DATA LISTING START

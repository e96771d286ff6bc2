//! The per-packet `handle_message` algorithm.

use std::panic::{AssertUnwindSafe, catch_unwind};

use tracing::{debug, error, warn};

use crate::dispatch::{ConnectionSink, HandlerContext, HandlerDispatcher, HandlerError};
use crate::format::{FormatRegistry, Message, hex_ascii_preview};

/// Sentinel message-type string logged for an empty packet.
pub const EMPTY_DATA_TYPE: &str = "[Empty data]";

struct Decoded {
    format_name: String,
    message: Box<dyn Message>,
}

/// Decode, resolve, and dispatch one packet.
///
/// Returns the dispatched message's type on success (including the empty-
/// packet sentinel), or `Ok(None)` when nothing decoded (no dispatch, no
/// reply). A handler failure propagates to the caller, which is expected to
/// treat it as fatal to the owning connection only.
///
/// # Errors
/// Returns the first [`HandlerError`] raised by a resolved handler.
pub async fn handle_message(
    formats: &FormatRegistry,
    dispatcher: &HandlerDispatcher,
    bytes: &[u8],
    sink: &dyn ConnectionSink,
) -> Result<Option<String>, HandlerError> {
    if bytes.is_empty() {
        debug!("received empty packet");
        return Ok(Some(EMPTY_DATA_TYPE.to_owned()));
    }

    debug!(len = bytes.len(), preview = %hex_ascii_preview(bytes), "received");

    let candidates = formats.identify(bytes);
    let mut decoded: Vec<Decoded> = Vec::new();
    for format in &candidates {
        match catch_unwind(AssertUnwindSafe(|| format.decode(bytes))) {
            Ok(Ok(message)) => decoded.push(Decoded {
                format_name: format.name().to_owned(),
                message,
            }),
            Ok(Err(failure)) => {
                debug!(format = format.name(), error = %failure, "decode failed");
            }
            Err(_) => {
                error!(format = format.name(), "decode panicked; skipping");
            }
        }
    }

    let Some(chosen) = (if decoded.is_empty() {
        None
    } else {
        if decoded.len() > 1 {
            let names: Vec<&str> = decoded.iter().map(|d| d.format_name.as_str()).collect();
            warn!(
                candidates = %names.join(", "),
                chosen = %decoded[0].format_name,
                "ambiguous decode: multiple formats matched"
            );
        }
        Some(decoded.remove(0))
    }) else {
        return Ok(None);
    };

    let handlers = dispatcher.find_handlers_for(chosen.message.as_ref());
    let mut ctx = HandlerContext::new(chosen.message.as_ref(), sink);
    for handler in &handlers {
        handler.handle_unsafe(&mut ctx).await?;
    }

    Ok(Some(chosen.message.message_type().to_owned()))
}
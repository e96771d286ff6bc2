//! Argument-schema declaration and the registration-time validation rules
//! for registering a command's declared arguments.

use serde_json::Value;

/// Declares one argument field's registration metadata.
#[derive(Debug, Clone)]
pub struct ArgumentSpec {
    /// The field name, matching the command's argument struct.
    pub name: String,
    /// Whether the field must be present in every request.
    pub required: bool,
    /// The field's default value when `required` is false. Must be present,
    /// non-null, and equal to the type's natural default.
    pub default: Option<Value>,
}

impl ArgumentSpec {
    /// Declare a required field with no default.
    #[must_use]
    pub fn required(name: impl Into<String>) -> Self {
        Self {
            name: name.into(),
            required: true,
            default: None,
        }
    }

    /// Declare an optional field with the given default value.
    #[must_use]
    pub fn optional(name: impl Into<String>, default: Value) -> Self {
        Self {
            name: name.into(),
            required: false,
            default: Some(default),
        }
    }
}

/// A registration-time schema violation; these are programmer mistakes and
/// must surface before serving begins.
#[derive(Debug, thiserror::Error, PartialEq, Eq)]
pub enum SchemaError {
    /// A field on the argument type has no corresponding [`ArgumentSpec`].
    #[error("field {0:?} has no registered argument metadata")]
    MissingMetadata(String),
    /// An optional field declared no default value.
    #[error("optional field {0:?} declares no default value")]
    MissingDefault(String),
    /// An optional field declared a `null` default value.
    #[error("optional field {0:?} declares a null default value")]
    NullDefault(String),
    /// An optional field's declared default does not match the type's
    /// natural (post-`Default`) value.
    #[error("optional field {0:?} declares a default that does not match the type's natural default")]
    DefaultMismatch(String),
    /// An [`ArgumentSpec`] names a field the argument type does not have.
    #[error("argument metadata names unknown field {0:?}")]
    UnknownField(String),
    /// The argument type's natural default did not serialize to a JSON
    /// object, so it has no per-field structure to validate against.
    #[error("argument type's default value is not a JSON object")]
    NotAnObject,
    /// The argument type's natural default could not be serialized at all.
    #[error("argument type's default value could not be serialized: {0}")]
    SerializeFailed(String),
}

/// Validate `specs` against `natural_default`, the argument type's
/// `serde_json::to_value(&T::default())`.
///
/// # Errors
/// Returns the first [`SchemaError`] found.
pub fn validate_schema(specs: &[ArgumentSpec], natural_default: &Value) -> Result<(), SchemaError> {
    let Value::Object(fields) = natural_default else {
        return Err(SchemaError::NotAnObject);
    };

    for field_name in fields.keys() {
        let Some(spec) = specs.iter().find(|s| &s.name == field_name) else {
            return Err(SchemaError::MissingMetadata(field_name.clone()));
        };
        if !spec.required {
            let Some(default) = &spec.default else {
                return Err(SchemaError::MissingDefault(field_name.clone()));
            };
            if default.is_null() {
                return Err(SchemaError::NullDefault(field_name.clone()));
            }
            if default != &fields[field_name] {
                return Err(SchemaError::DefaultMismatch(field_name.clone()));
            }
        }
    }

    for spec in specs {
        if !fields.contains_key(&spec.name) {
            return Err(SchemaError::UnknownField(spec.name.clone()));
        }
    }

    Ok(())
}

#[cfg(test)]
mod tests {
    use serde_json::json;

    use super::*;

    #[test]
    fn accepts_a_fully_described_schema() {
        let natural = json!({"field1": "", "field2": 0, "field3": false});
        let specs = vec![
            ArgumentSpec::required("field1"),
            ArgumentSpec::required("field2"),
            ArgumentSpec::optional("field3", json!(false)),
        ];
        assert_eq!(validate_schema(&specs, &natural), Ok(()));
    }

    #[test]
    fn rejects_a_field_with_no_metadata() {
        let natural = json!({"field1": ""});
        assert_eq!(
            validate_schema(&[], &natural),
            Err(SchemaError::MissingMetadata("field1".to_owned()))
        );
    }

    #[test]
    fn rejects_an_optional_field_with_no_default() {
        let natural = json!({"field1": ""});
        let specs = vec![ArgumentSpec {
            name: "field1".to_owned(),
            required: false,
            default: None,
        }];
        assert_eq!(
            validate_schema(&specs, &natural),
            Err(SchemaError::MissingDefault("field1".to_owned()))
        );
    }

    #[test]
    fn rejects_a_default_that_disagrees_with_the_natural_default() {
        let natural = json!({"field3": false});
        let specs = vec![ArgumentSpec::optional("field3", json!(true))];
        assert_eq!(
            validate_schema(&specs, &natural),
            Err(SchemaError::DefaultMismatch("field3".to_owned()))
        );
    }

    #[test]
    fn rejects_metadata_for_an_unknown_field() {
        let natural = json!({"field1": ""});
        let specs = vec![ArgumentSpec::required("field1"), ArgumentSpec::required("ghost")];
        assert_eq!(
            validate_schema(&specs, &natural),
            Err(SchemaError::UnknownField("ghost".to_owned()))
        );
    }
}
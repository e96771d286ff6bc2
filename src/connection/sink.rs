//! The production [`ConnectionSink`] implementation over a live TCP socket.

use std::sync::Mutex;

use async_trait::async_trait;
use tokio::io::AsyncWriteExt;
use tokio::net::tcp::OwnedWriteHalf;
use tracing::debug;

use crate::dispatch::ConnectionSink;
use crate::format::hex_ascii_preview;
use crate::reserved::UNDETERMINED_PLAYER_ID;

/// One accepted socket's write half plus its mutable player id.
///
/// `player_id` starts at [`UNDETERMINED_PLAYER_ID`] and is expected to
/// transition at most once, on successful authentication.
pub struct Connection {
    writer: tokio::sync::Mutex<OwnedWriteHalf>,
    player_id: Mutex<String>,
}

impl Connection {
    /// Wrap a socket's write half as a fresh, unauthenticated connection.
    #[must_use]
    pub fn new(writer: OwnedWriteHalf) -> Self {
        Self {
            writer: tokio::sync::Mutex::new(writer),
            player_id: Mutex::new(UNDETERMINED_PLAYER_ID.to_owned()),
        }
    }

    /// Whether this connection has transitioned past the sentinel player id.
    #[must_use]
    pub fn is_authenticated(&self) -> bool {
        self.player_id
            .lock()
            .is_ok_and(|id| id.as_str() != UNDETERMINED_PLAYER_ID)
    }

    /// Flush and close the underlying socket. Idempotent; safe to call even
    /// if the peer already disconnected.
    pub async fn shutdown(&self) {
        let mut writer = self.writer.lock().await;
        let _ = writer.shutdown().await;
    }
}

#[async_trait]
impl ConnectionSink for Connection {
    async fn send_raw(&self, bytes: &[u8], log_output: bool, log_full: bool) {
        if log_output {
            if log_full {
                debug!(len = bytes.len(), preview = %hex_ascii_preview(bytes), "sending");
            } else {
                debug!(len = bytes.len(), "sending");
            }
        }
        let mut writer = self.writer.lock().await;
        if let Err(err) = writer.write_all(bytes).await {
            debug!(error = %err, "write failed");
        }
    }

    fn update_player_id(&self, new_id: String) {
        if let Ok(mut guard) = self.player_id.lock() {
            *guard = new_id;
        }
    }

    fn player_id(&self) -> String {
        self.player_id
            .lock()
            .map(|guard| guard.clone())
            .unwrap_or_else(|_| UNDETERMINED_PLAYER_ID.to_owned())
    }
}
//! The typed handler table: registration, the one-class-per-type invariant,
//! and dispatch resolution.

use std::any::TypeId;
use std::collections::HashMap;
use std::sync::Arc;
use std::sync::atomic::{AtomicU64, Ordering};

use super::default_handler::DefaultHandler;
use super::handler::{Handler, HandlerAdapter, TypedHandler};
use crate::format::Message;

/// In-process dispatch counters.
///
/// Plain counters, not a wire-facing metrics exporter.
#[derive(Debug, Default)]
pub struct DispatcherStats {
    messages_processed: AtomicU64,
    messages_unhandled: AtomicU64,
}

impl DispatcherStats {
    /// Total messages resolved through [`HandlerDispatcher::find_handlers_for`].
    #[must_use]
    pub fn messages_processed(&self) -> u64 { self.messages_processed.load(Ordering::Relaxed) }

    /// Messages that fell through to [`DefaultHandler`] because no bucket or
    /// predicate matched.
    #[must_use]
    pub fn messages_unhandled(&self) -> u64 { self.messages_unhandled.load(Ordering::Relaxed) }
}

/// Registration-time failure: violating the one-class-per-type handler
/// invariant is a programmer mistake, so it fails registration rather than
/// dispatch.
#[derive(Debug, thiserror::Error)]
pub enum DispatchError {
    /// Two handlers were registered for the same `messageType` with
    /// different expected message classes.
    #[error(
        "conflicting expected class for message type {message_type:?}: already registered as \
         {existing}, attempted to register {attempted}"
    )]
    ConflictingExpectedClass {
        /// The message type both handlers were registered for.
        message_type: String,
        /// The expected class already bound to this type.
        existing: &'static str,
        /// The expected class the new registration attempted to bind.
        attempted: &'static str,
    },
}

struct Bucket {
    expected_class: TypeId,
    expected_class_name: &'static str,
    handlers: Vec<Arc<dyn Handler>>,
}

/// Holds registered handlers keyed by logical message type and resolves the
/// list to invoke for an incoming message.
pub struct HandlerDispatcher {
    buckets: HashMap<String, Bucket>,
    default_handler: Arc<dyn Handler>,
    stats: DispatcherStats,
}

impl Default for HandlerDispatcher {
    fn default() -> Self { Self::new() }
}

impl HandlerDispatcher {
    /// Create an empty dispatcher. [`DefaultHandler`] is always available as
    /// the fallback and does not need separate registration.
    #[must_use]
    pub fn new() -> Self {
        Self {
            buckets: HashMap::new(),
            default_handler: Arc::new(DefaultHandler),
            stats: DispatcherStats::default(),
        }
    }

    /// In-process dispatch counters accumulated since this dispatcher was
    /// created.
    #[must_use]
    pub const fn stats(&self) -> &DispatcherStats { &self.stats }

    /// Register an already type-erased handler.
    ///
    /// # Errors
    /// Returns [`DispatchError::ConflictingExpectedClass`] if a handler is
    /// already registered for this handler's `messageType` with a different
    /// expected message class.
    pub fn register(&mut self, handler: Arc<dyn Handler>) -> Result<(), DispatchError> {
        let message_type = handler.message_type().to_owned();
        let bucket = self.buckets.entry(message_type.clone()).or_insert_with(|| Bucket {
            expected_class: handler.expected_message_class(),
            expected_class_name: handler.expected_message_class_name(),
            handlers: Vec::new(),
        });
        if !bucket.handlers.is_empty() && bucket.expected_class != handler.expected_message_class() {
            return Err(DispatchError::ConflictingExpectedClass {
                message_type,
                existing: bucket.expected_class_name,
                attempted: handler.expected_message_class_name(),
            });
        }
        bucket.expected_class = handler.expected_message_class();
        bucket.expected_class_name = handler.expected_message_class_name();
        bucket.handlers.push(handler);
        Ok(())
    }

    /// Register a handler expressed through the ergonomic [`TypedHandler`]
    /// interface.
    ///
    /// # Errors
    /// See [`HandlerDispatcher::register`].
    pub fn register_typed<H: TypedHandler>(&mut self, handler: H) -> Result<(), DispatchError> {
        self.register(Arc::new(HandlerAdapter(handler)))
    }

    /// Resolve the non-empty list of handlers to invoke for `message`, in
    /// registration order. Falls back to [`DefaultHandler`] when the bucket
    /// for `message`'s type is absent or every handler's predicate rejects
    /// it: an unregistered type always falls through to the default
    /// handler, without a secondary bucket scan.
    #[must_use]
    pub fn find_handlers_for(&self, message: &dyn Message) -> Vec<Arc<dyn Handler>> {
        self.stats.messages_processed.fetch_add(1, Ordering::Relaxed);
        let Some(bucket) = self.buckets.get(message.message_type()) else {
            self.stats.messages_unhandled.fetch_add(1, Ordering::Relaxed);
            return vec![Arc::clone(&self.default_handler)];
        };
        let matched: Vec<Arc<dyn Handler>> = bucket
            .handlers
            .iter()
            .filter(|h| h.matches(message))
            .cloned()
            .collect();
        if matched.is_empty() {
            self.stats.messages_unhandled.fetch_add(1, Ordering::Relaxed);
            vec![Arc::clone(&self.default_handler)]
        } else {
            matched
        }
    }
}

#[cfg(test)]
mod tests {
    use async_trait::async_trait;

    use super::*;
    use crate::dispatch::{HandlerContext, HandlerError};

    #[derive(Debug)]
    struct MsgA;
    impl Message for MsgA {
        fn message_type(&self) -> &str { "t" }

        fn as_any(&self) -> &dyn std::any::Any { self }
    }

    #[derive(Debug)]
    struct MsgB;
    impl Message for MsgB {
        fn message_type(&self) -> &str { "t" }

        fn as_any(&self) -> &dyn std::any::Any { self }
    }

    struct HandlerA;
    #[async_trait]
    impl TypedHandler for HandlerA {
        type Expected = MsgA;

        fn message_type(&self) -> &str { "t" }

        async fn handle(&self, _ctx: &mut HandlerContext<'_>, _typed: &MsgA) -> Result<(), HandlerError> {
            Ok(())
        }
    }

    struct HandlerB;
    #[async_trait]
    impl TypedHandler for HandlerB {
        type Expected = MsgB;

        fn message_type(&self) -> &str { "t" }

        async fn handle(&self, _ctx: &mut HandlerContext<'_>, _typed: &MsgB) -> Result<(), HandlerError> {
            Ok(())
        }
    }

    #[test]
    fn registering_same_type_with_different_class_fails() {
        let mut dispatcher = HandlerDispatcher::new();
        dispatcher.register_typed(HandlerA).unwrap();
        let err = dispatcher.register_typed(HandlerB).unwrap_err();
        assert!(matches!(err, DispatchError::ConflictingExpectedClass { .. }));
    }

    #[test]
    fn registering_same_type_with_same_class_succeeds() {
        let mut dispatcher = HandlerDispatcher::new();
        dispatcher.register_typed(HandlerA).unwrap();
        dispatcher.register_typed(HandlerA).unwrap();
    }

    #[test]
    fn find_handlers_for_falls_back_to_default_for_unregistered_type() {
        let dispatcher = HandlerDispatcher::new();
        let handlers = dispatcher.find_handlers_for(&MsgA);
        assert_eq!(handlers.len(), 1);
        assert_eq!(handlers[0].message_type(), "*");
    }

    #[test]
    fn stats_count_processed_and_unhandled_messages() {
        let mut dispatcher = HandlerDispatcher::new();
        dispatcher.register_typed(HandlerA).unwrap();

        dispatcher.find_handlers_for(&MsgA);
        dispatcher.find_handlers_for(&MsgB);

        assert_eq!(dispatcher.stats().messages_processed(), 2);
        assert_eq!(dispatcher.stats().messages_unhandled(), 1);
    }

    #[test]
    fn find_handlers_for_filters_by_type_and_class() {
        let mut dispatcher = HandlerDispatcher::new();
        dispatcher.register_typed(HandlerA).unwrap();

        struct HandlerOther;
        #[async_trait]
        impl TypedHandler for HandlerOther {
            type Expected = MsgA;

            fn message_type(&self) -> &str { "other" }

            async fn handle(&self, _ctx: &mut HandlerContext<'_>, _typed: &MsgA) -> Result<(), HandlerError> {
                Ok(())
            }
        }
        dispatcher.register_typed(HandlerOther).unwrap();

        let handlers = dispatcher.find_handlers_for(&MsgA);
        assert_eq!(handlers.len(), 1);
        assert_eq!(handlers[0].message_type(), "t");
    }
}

DATA LISTING END

▶ EXERCISE INSTRUCTIONS
Look through the listing and extract every line with "MsgA" in it.

▶ OUTPUT OF THE EXERCISE
    struct MsgA;
    impl Message for MsgA {
        type Expected = MsgA;
        async fn handle(&self, _ctx: &mut HandlerContext<'_>, _typed: &MsgA) -> Result<(), HandlerError> {
        let handlers = dispatcher.find_handlers_for(&MsgA);
        dispatcher.find_handlers_for(&MsgA);
            type Expected = MsgA;
            async fn handle(&self, _ctx: &mut HandlerContext<'_>, _typed: &MsgA) -> Result<(), HandlerError> {
        let handlers = dispatcher.find_handlers_for(&MsgA);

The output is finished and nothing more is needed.